Ma l’assonanza con quel capolavoro diretto da Luigi Comencini nel 1953 è solo nel titolo. La trama, questa volta, si dipana in Sicilia, sulle Madonie, nei giorni nostri. E racconta una storia imprenditoriale risultata vincente grazie all’utilizzo dei fondi comunitari (Po Fesr) erogati dalla Regione siciliana, per lo sviluppo del settore turistico-ricettivo. La protagonista è una ungherese di Budapest di 54 anni, Edvige Toth, che in provincia di Palermo, si è innamorata dello chef e insegnante all’istituto alberghiero di Cefalù Tonino Mazzola, 49 anni, e ha aperto un B&B, con l’obiettivo di accogliere i turisti, soprattutto dell’Europa dell’Est.
“Ho conosciuto Tonino nel 2005 a Budapest, è stato un colpo di fulmine – dice l’imprenditrice -. L’anno successivo ero in Sicilia e ci siamo rivisti.
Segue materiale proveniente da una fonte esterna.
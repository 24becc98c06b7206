//! Execution of the external list and transform commands.
//!
//! The caches only see the [`CommandRunner`] capability. [`ShellRunner`] is the production
//! implementation; tests substitute scripted runners.

use std::ffi::{OsStr, OsString};
use std::future::Future;
use std::process::Stdio;
use std::time::Duration;

use bytes::Bytes;
use thiserror::Error;
use tracing::{debug, instrument};

/// Maximum number of stderr bytes retained on a failed command for diagnostics.
const MAX_STDERR_BYTES: usize = 4096;

/// A single environment binding passed to a command, e.g. `INPUT=<filename>`.
pub type Binding = (String, OsString);

/// Captured output of a successful command.
#[derive(Debug, Clone, PartialEq, Eq)]
pub struct CommandOutput {
    /// Everything the command wrote to standard output.
    pub stdout: Bytes,
}

/// Why a command did not produce usable output.
#[derive(Debug, Error)]
pub enum CommandError {
    /// The command could not be started or waited on.
    #[error("failed to run command: {0}")]
    Spawn(#[from] std::io::Error),

    /// The command ran but exited unsuccessfully.
    #[error("command exited with {}: {stderr}", display_code(.code))]
    Exit {
        /// Exit code, or `None` if the command was killed by a signal.
        code: Option<i32>,
        /// Captured standard error, truncated.
        stderr: String,
    },

    /// The command did not finish within the configured bound.
    #[error("command timed out after {0:?}")]
    TimedOut(Duration),

    /// The task driving the command panicked or was aborted.
    #[error("command task failed: {0}")]
    Aborted(String),
}

fn display_code(code: &Option<i32>) -> String {
    code.map_or_else(|| "signal".to_owned(), |c| format!("status {c}"))
}

impl CommandError {
    /// The exit code of the failed command, if it exited on its own.
    #[must_use]
    pub fn exit_code(&self) -> Option<i32> {
        match self {
            Self::Exit { code, .. } => *code,
            Self::Spawn(_) | Self::TimedOut(_) | Self::Aborted(_) => None,
        }
    }
}

/// Capability to run a shell command with environment bindings.
///
/// Non-zero exit and I/O failures are reported as [`CommandError`]; implementations never panic
/// on command failure.
pub trait CommandRunner: Send + Sync + 'static {
    /// Run `command`, exporting each binding into its environment, and capture its stdout.
    fn run(
        &self,
        command: &str,
        bindings: &[Binding],
    ) -> impl Future<Output = Result<CommandOutput, CommandError>> + Send;
}

/// Runs commands through `<shell> -c <command>` using `tokio::process`.
#[derive(Debug, Clone)]
pub struct ShellRunner {
    shell: OsString,
    timeout: Option<Duration>,
}

impl Default for ShellRunner {
    fn default() -> Self {
        Self {
            shell: OsString::from("sh"),
            timeout: None,
        }
    }
}

impl ShellRunner {
    /// Create a runner using `shell` as the interpreter.
    #[must_use]
    pub fn new(shell: impl AsRef<OsStr>) -> Self {
        Self {
            shell: shell.as_ref().to_os_string(),
            timeout: None,
        }
    }

    /// Bound every command by `timeout`. The child is killed once the bound elapses.
    #[must_use]
    pub fn with_timeout(mut self, timeout: Option<Duration>) -> Self {
        self.timeout = timeout;
        self
    }

    async fn run_unbounded(
        &self,
        command: &str,
        bindings: &[Binding],
    ) -> Result<CommandOutput, CommandError> {
        let mut cmd = tokio::process::Command::new(&self.shell);
        cmd.arg("-c")
            .arg(command)
            .stdin(Stdio::null())
            .stdout(Stdio::piped())
            .stderr(Stdio::piped())
            .kill_on_drop(true);
        for (key, value) in bindings {
            cmd.env(key, value);
        }

        let output = cmd.spawn()?.wait_with_output().await?;
        if output.status.success() {
            return Ok(CommandOutput {
                stdout: Bytes::from(output.stdout),
            });
        }

        let stderr_len = output.stderr.len().min(MAX_STDERR_BYTES);
        Err(CommandError::Exit {
            code: output.status.code(),
            stderr: String::from_utf8_lossy(&output.stderr[..stderr_len])
                .trim_end()
                .to_owned(),
        })
    }
}

impl CommandRunner for ShellRunner {
    #[instrument(name = "ShellRunner::run", skip(self, bindings))]
    async fn run(
        &self,
        command: &str,
        bindings: &[Binding],
    ) -> Result<CommandOutput, CommandError> {
        let result = match self.timeout {
            Some(limit) => tokio::time::timeout(limit, self.run_unbounded(command, bindings))
                .await
                .unwrap_or(Err(CommandError::TimedOut(limit))),
            None => self.run_unbounded(command, bindings).await,
        };
        match &result {
            Ok(out) => debug!(bytes = out.stdout.len(), "command succeeded"),
            Err(e) => debug!(error = %e, "command failed"),
        }
        result
    }
}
Da quel giorno è nata la nostra storia”.
Heidi, come la chiamano affettuosamente gli abitanti di Castelbuono ricordando la serie animata, intende creare un progetto di accoglienza ecosostenibile e inclusiva da avviare in un’immobile, in comproprietà con il compagno, da destinare, in parte, all’attività di bed and breakfast.
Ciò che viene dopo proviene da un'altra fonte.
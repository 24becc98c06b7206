#![allow(clippy::unwrap_used, missing_docs)]

mod common;

use std::ffi::OsStr;
use std::sync::Arc;
use std::time::Duration;

use common::{FakeRunner, TRANSFORM};
use shell_fs::content::{ContentCache, ContentCacheConfig};
use shell_fs::fs::FsError;
use shell_fs::listing::Listing;
use tokio::time::Instant;

fn listing(stdout: &str, generation: u64) -> Listing {
    Listing::parse(stdout.as_bytes(), Instant::now(), generation)
}

fn cache(runner: &FakeRunner, max_bytes: Option<u64>) -> ContentCache<FakeRunner> {
    ContentCache::new(
        Arc::new(runner.clone()),
        ContentCacheConfig {
            command: TRANSFORM.into(),
            input_var: "INPUT".into(),
            freshness: Duration::from_secs(60),
            failure_window: Duration::from_secs(5),
            max_bytes,
        },
    )
}

fn key(name: &str) -> Arc<OsStr> {
    Arc::from(OsStr::new(name))
}

#[tokio::test]
async fn unlisted_name_is_not_found() {
    let runner = FakeRunner::new();
    let content = cache(&runner, None);
    let listed = listing("a\n", 1);

    let err = content
        .get_content(&listed, OsStr::new("b"))
        .await
        .unwrap_err();
    assert!(matches!(err, FsError::NameNotFound(_)));
    assert_eq!(runner.total_transform_calls(), 0);
    assert!(content.is_empty());
}

#[tokio::test]
async fn known_size_follows_materialization() {
    let runner = FakeRunner::new();
    runner.set_content("a", b"12345678");
    let content = cache(&runner, None);
    let listed = listing("a\n", 1);

    assert_eq!(content.known_size(&key("a")), None);
    content.get_content(&listed, OsStr::new("a")).await.unwrap();
    assert_eq!(content.known_size(&key("a")), Some(8));
    assert!(!content.is_fetching(&key("a")));
}

#[tokio::test]
async fn failed_record_has_no_known_size() {
    let runner = FakeRunner::new();
    runner.fail_content("a", 1);
    let content = cache(&runner, None);
    let listed = listing("a\n", 1);

    content
        .get_content(&listed, OsStr::new("a"))
        .await
        .unwrap_err();
    assert_eq!(content.known_size(&key("a")), None);
    assert_eq!(content.len(), 1, "the failure itself is cached");
}

#[tokio::test]
async fn retain_listed_drops_unlisted_records() {
    let runner = FakeRunner::new();
    let content = cache(&runner, Some(1 << 20));
    let before = listing("a\nb\n", 1);

    content.get_content(&before, OsStr::new("a")).await.unwrap();
    content.get_content(&before, OsStr::new("b")).await.unwrap();
    assert_eq!(content.len(), 2);

    let after = Arc::new(listing("b\n", 2));
    content.retain_listed(&after);
    assert_eq!(content.len(), 1);
    assert_eq!(content.known_size(&key("a")), None);
    assert_eq!(
        content.accounted_bytes(),
        Some("content of b".len() as u64)
    );
}

#[tokio::test]
async fn memory_bound_evicts_least_recently_read() {
    let runner = FakeRunner::new();
    runner.set_content("a", &[b'a'; 40]);
    runner.set_content("b", &[b'b'; 40]);
    runner.set_content("c", &[b'c'; 40]);
    let content = cache(&runner, Some(100));
    let listed = listing("a\nb\nc\n", 1);

    content.get_content(&listed, OsStr::new("a")).await.unwrap();
    content.get_content(&listed, OsStr::new("b")).await.unwrap();
    // Touch a again so b is now least recently used.
    content.get_content(&listed, OsStr::new("a")).await.unwrap();
    content.get_content(&listed, OsStr::new("c")).await.unwrap();

    assert_eq!(content.known_size(&key("b")), None, "b was evicted");
    assert_eq!(content.known_size(&key("a")), Some(40));
    assert_eq!(content.known_size(&key("c")), Some(40));
    assert_eq!(content.accounted_bytes(), Some(80));

    // An evicted file is simply materialized again.
    let data = content.get_content(&listed, OsStr::new("b")).await.unwrap();
    assert_eq!(data.len(), 40);
    assert_eq!(runner.transform_calls("b"), 2);
    assert_eq!(runner.transform_calls("a"), 1);
}

#[tokio::test]
async fn unbounded_cache_accounts_nothing() {
    let runner = FakeRunner::new();
    let content = cache(&runner, None);
    let listed = listing("a\n", 1);
    content.get_content(&listed, OsStr::new("a")).await.unwrap();
    assert_eq!(content.accounted_bytes(), None);
}

#[tokio::test]
async fn reader_on_older_listing_does_not_restore_pruned_record() {
    let runner = FakeRunner::new();
    let content = cache(&runner, Some(1 << 20));
    let before = listing("a\nb\n", 1);
    content.retain_listed(&Arc::new(listing("b\n", 2)));

    // The older snapshot still lists a, so the read itself is served.
    let data = content.get_content(&before, OsStr::new("a")).await.unwrap();
    assert_eq!(&data[..], b"content of a");
    assert_eq!(content.known_size(&key("a")), None, "a is not kept");

    content.get_content(&before, OsStr::new("b")).await.unwrap();
    assert_eq!(content.len(), 1, "b is still listed and stays cached");
    assert_eq!(
        content.accounted_bytes(),
        Some("content of b".len() as u64)
    );
}

#[tokio::test(start_paused = true)]
async fn failed_refresh_releases_accounted_bytes() {
    let runner = FakeRunner::new();
    runner.set_content("a", &[b'a'; 80]);
    runner.set_content("b", &[b'b'; 30]);
    runner.set_content("c", &[b'c'; 20]);
    let content = cache(&runner, Some(100));
    let listed = listing("a\nb\nc\n", 1);

    content.get_content(&listed, OsStr::new("c")).await.unwrap();
    content.get_content(&listed, OsStr::new("a")).await.unwrap();
    assert_eq!(content.accounted_bytes(), Some(100));

    tokio::time::advance(Duration::from_secs(61)).await;
    runner.fail_content("a", 1);
    let err = content
        .get_content(&listed, OsStr::new("a"))
        .await
        .unwrap_err();
    assert!(matches!(err, FsError::ContentUnavailable { .. }));
    assert_eq!(content.accounted_bytes(), Some(20), "a holds no bytes now");

    // b fits beside c once the failed record stops counting.
    content.get_content(&listed, OsStr::new("b")).await.unwrap();
    assert_eq!(content.known_size(&key("b")), Some(30));
    assert_eq!(content.known_size(&key("c")), Some(20), "c was not evicted");
    assert_eq!(content.accounted_bytes(), Some(50));
}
La svolta arriva grazie al bando Po Fesr 2014/2021 che le permette di ottenere un finanziamento di circa 93 mila euro che serviranno per riammodernare l’edificio e creare tre stanze per gli ospiti, due matrimoniali e una singola, attrezzature e arredi, mentre l’ultimo piano della palazzina, il terzo, è destinato ad alloggio del gestore.
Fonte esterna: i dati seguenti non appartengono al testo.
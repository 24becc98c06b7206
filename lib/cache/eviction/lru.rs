//! Implements a byte-budgeted LRU eviction policy.

use std::hash::Hash;
use std::sync::Mutex;

use hashlink::LinkedHashMap;

#[derive(Debug)]
struct LruState<K> {
    /// The ordered set of keys, front is least recently used. Values are the accounted sizes.
    ordered_key_map: LinkedHashMap<K, u64>,
    /// Sum of all accounted sizes.
    total: u64,
}

/// Tracks the least recently used keys of a cache against a total byte budget.
///
/// The tracker does not own the cached values. [`touch`](Self::touch) reports which keys the
/// owner must drop to get back under budget; the owner is responsible for actually deleting them
/// and for calling [`remove`](Self::remove) when it drops a key for other reasons.
#[derive(Debug)]
pub struct LruEvictionTracker<K> {
    max_bytes: u64,
    state: Mutex<LruState<K>>,
}

impl<K: Eq + Hash + Clone> LruEvictionTracker<K> {
    /// Create a tracker that keeps the accounted total at or below `max_bytes`.
    #[must_use]
    pub fn new(max_bytes: u64) -> Self {
        Self {
            max_bytes,
            state: Mutex::new(LruState {
                ordered_key_map: LinkedHashMap::new(),
                total: 0,
            }),
        }
    }

    /// Record an access to `key` whose value is `size` bytes, moving it to the most recently used
    /// position.
    ///
    /// Returns the keys that must be evicted to respect the budget, least recently used first.
    /// `key` itself is never part of the returned set, even if it alone exceeds the budget.
    pub fn touch(&self, key: &K, size: u64) -> Vec<K> {
        let mut state = self
            .state
            .lock()
            .unwrap_or_else(std::sync::PoisonError::into_inner);

        if let Some(prev) = state.ordered_key_map.remove(key) {
            state.total -= prev;
        }
        state.ordered_key_map.insert(key.clone(), size);
        state.total += size;

        let mut evicted = Vec::new();
        while state.total > self.max_bytes {
            let Some((front, front_size)) = state.ordered_key_map.pop_front() else {
                break;
            };
            if &front == key {
                // Only the key we just touched is left.
                state.ordered_key_map.insert(front, front_size);
                break;
            }
            state.total -= front_size;
            evicted.push(front);
        }
        evicted
    }

    /// Stop tracking `key`.
    pub fn remove(&self, key: &K) {
        let mut state = self
            .state
            .lock()
            .unwrap_or_else(std::sync::PoisonError::into_inner);
        if let Some(size) = state.ordered_key_map.remove(key) {
            state.total -= size;
        }
    }

    /// Stop tracking every key for which `keep` returns `false`.
    pub fn retain(&self, mut keep: impl FnMut(&K) -> bool) {
        let mut state = self
            .state
            .lock()
            .unwrap_or_else(std::sync::PoisonError::into_inner);
        let dropped: Vec<K> = state
            .ordered_key_map
            .keys()
            .filter(|k| !keep(k))
            .cloned()
            .collect();
        for k in &dropped {
            if let Some(size) = state.ordered_key_map.remove(k) {
                state.total -= size;
            }
        }
    }

    /// Total accounted bytes.
    #[must_use]
    pub fn total_bytes(&self) -> u64 {
        self.state
            .lock()
            .unwrap_or_else(std::sync::PoisonError::into_inner)
            .total
    }

    /// Number of tracked keys.
    #[must_use]
    pub fn len(&self) -> usize {
        self.state
            .lock()
            .unwrap_or_else(std::sync::PoisonError::into_inner)
            .ordered_key_map
            .len()
    }

    /// Returns `true` if no keys are tracked.
    #[must_use]
    pub fn is_empty(&self) -> bool {
        self.len() == 0
    }
}

#[cfg(test)]
mod tests {
    use super::LruEvictionTracker;

    #[test]
    fn evicts_least_recently_touched_first() {
        let lru = LruEvictionTracker::new(10);
        assert!(lru.touch(&"a", 4).is_empty());
        assert!(lru.touch(&"b", 4).is_empty());
        assert_eq!(lru.touch(&"c", 4), vec!["a"]);
        assert_eq!(lru.total_bytes(), 8);
    }

    #[test]
    fn touching_moves_key_to_back() {
        let lru = LruEvictionTracker::new(10);
        lru.touch(&"a", 4);
        lru.touch(&"b", 4);
        lru.touch(&"a", 4);
        assert_eq!(lru.touch(&"c", 4), vec!["b"]);
    }

    #[test]
    fn oversized_key_is_kept_alone() {
        let lru = LruEvictionTracker::new(10);
        lru.touch(&"a", 4);
        assert_eq!(lru.touch(&"big", 64), vec!["a"]);
        assert_eq!(lru.len(), 1);
        assert_eq!(lru.total_bytes(), 64);
    }

    #[test]
    fn resize_on_touch_updates_total() {
        let lru = LruEvictionTracker::new(100);
        lru.touch(&"a", 40);
        lru.touch(&"a", 10);
        assert_eq!(lru.total_bytes(), 10);
        lru.remove(&"a");
        assert!(lru.is_empty());
        assert_eq!(lru.total_bytes(), 0);
    }

    #[test]
    fn retain_drops_unlisted_keys() {
        let lru = LruEvictionTracker::new(100);
        lru.touch(&"a", 1);
        lru.touch(&"b", 2);
        lru.touch(&"c", 3);
        lru.retain(|k| *k != "b");
        assert_eq!(lru.len(), 2);
        assert_eq!(lru.total_bytes(), 4);
    }
}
“Abbiamo lavorato per trasformare la visione imprenditoriale di Edvige Toth in un’eccellenza operativa – dice Rosario Genchi, project manager del B&B Tulip & Lotus Castelbuono -, implementato soprattutto un modello di accoglienza ecosostenibile e inclusiva, valorizzando le competenze poliedriche della proprietà. La gestione della fase progettuale ha assicurato il raggiungimento degli obiettivi strategici e finanziari, che ha dato come risultato la nascita di un’impresa con un forte carattere distintivo, capace di creare profitto nel settore dell’ospitalità siciliana”.
Nel 2021 comincia il percorso imprenditoriale vero e proprio con la nascita del B&B Tulip & Lotus Castelbuono. E i turisti apprezzano: visite dai pastori, raccolta d’arance e olive, itinerari del gusto che sono accompagnati da lezioni di cucina tipica siciliana e del territorio con ai fornelli Tonino, il compagno chef.
Negli anni, Edvige ha incrementato i contatti con i turisti ungheresi in Sicilia. In tanti suoi connazionali si sono fatti avanti per farle gestire spazi e stanze, e adesso ha messo su una sua rete con decine di posti letto. Mentalità aperta e occhio all’internazionalizzazione le hanno poi permesso di sottoscrivere gemellaggi tra Sicilia e Ungheria, con i comuni di Castelbuono e Szada, tra l’instituto alberghiero di Cefalù e la scuola alberghiera turistica di Tatabanya.